Côté pneus, le choix se porte sur les Michelin 722.5s qui, selon Tilman, accrochent mieux et sont plus faciles à changer. Les pneus neufs sont utilisés sur les camions, puis récupérés pour les remorques.

Les conducteurs de camions sont Floyd Henshaw, Edward Johnson Jr., Melvin Goode et Richard White.

« Le secret pour la conduite d’une remorque est de garder le toit », a déclaré Tilman. « Toute la pression maintient le rail supérieur en ligne avec le rail inférieur et porte la charge dans toute la remorque. Si vous enlevez le toit, vous n’avez plus de support, ce qui exerce trop de poids contre le rail inférieur et le brisera. »

Garder les toits en bon état représentait un défi jusqu’à il y a trois ans. C’est alors que Tilman a installé Kimlight sur le toit de toutes ses remorques.

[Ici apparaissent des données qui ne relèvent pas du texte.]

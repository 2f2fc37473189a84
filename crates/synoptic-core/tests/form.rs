use synoptic_core::{
    AnswerStore, Condition, FieldSchema, FormSchema, LineTemplate, ListEntry, NumericRange,
    SchemaIssue, SectionSchema,
};

fn nodes_form() -> FormSchema {
    FormSchema {
        id: "test".to_string(),
        name: "Test".to_string(),
        title: "TEST PATHOLOGY REPORT".to_string(),
        standard: "AJCC 8th Edition".to_string(),
        posting_date: "June 2025".to_string(),
        slug: "test".to_string(),
        sections: vec![
            SectionSchema::new("REGIONAL LYMPH NODES")
                .field(FieldSchema::select(
                    "ln_status",
                    "Regional Lymph Node Status",
                    &["Not applicable", "Regional lymph nodes present"],
                ))
                .line(LineTemplate::value("Regional Lymph Node Status", "ln_status"))
                .section(
                    SectionSchema::group()
                        .visible_when(Condition::equals("ln_status", "Regional lymph nodes present"))
                        .field(FieldSchema::select(
                            "ln_tumor_status",
                            "Tumor Status",
                            &["Tumor present", "All nodes negative"],
                        ))
                        .line(LineTemplate::value("Tumor Status", "ln_tumor_status"))
                        .field(
                            FieldSchema::number(
                                "ln_positive",
                                "Number of positive nodes",
                                NumericRange::count(1.0, None),
                            )
                            .visible_when(Condition::equals("ln_tumor_status", "Tumor present")),
                        )
                        .line(LineTemplate::value("Number of positive nodes", "ln_positive")),
                ),
            SectionSchema::new("DISTANT METASTASIS")
                .field(FieldSchema::checkbox("dm_liver", "Liver"))
                .field(
                    FieldSchema::text("dm_liver_detail", "Specify")
                        .visible_when(Condition::checked("dm_liver")),
                )
                .line(LineTemplate::list(
                    "Distant Site(s) Involved",
                    vec![ListEntry::new("dm_liver", "Liver").with_detail("dm_liver_detail")],
                )),
        ],
    }
}

#[test]
fn well_formed_form_validates() {
    assert_eq!(nodes_form().validate(), Ok(()));
}

#[test]
fn fields_are_listed_in_declaration_order() {
    let form = nodes_form();
    let keys: Vec<&str> = form.fields().iter().map(|f| f.key.as_str()).collect();
    assert_eq!(
        keys,
        [
            "ln_status",
            "ln_tumor_status",
            "ln_positive",
            "dm_liver",
            "dm_liver_detail"
        ]
    );
    assert!(form.field("ln_positive").is_some());
    assert!(form.field("nope").is_none());
}

#[test]
fn hidden_cascade_drops_stale_answers() {
    let form = nodes_form();
    let store = AnswerStore::new("test")
        .with("ln_status", "Not applicable")
        .with("ln_tumor_status", "Tumor present")
        .with("ln_positive", 4_i64)
        .with("dm_liver_detail", "segment 4");

    let resolved = form.resolve(&store);
    assert!(resolved.get("ln_status").is_some());
    assert!(resolved.get("ln_tumor_status").is_none());
    assert!(resolved.get("ln_positive").is_none());
    assert!(resolved.get("dm_liver_detail").is_none());
    assert!(!resolved.is_field_visible("ln_positive"));
    assert_eq!(resolved.len(), 1);
}

#[test]
fn visible_cascade_is_admitted() {
    let form = nodes_form();
    let store = AnswerStore::new("test")
        .with("ln_status", "Regional lymph nodes present")
        .with("ln_tumor_status", "Tumor present")
        .with("ln_positive", 4_i64);

    let resolved = form.resolve(&store);
    assert_eq!(resolved.display("ln_positive").as_deref(), Some("4"));
    assert!(resolved.is_field_visible("dm_liver"));
    assert!(!resolved.is_field_visible("dm_liver_detail"));
}

#[test]
fn foreign_store_contributes_nothing() {
    let form = nodes_form();
    let store = AnswerStore::new("kidney").with("ln_status", "Not applicable");
    assert!(form.resolve(&store).is_empty());
}

#[test]
fn duplicate_keys_are_reported() {
    let mut form = nodes_form();
    form.sections[1] = form.sections[1]
        .clone()
        .field(FieldSchema::checkbox("dm_liver", "Liver again"));

    let issues = form.validate().unwrap_err();
    assert!(issues.contains(&SchemaIssue::DuplicateKey {
        key: "dm_liver".to_string()
    }));
}

#[test]
fn line_keys_must_live_in_their_section() {
    let mut form = nodes_form();
    form.sections[1] = form.sections[1]
        .clone()
        .line(LineTemplate::value("Status", "ln_status"));

    let issues = form.validate().unwrap_err();
    assert_eq!(
        issues,
        vec![SchemaIssue::UndeclaredLineKey {
            section: "DISTANT METASTASIS".to_string(),
            key: "ln_status".to_string(),
        }]
    );
}

#[test]
fn rules_may_not_read_ahead() {
    let mut form = nodes_form();
    form.sections[0] = form.sections[0]
        .clone()
        .visible_when(Condition::checked("dm_liver"));

    let issues = form.validate().unwrap_err();
    assert!(issues.contains(&SchemaIssue::ForwardReference {
        owner: "REGIONAL LYMPH NODES".to_string(),
        key: "dm_liver".to_string(),
    }));
}

#[test]
fn report_gate_may_read_its_own_section() {
    let mut form = nodes_form();
    form.sections[1] = form.sections[1]
        .clone()
        .report_when(Condition::checked("dm_liver"));
    assert_eq!(form.validate(), Ok(()));

    form.sections[0] = form.sections[0]
        .clone()
        .report_when(Condition::checked("dm_liver"));
    let issues = form.validate().unwrap_err();
    assert_eq!(
        issues,
        vec![SchemaIssue::ForwardReference {
            owner: "REGIONAL LYMPH NODES".to_string(),
            key: "dm_liver".to_string(),
        }]
    );
}

#[test]
fn rule_values_must_be_options() {
    let mut form = nodes_form();
    form.sections[1] = form.sections[1].clone().field(
        FieldSchema::text("dm_note", "Note")
            .visible_when(Condition::equals("ln_status", "Regional lymph nodes PRESENT")),
    );

    let issues = form.validate().unwrap_err();
    assert!(issues.contains(&SchemaIssue::UnknownOption {
        owner: "dm_note".to_string(),
        key: "ln_status".to_string(),
        value: "Regional lymph nodes PRESENT".to_string(),
    }));
}

#[test]
fn selects_need_options() {
    let mut form = nodes_form();
    form.sections[1] = form.sections[1]
        .clone()
        .field(FieldSchema::select("dm_kind", "Kind", &[]));

    let issues = form.validate().unwrap_err();
    assert!(issues.contains(&SchemaIssue::MissingOptions {
        key: "dm_kind".to_string()
    }));
}

#[test]
fn schema_round_trips_through_json() {
    let form = nodes_form();
    let json = serde_json::to_string(&form).unwrap();
    let back: FormSchema = serde_json::from_str(&json).unwrap();
    assert_eq!(back, form);
}

#[test]
#[cfg(debug_assertions)]
#[should_panic(expected = "with_detail() only applies to value and list lines")]
fn detail_on_a_template_line_is_refused() {
    let _ = LineTemplate::template("Size: {{ size }}")
        .with_detail(LineTemplate::value("Note", "note"));
}

#[test]
#[cfg(debug_assertions)]
#[should_panic(expected = "requires() only applies to template lines")]
fn required_keys_on_a_value_line_are_refused() {
    let _ = LineTemplate::value("Size", "size").requires(&["size"]);
}

#[test]
#[cfg(debug_assertions)]
#[should_panic(expected = "with_suffix() only applies to value lines")]
fn suffix_on_a_static_line_is_refused() {
    let _ = LineTemplate::fixed("Size: not reported").with_suffix(" cm");
}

Le matériau en résine renforcée en fibre de verre est normalement utilisé sur les parois des camions frigorifiques pour éviter de déchirer ou d’érafler l’isolation. « Je continue d’utiliser les mêmes remorques et, à l’exception de quelques fissures de tension sur le haut en cas de flexion, je n’ai pas eu un seul problème », déclare-t-il avec fierté.

Un véhicule Ford F350 à quatre roues motrices avec cabine est équipé d’un broyeur Hanchett, torches en acétylène et tuyaux hydrauliques. La camionnette d’assistance transporte des pièces de rechange, de l’huile, des réservoirs à carburant, des pneus de remorque, des pièces de déchiqueteur, des écrous et des boulons, des soudeuses et un compresseur d’air.

L’équipement est graissé et ravitaillé en fin de journée pour lui permettre de refroidir et d’éliminer le risque potentiel d’incendie. La vidange d’huile et le remplacement des filtres sont effectués à 250 heures, sur les moteurs Cat, et à 150 heures, sur le moteur Cummins (sur la machine Clark Ranger) car il possède un réservoir d’huile plus petit. Les camions sont révisés tous les 32 000 km plutôt que les 40 000 km recommandés. Ceci est dû au fait que les kilomètres parcourus en milieu rural et affichés ajoutent plus d’heures que ce que le kilométrage indique.

Bien que l’équipe déplace de gros volumes de bois, l’important n’est pas le volume autant que la qualité de la performance et le maintien d’un rythme sûr et soutenu. D’ailleurs, la compagnie Bituminous Insurance a octroyé à Tilman Logging un prix pour ne pas avoir enregistré d’accidents entraînant une perte de temps en trois ans.

Son épouse Connie est la personne « dans l’ombre » de l’activité, mais elle occupe un poste clé, selon Tilman. « Un exploitant n’a pas à être trop intelligent », dit-il. « S’il a une épouse intelligente qui s’occupe de la paperasse et court après les pièces, il s’en sortira ».

En effet, dit-il, son comptable dit en plaisantant qu’il doit lui obtenir un remboursement sur la déclaration des revenus en raison des registres comptables complets et méticuleux tenus par Connie. Ce n’est pas un boulot qu’elle apprécie, admet Tilman, mais : « vous ne pouvez pas payer quelqu’un pour faire ce qu’elle fait. Je vous le dis, sans elle, je n’aurais pas pu y arriver et c’est la vérité », ajoute-t-il.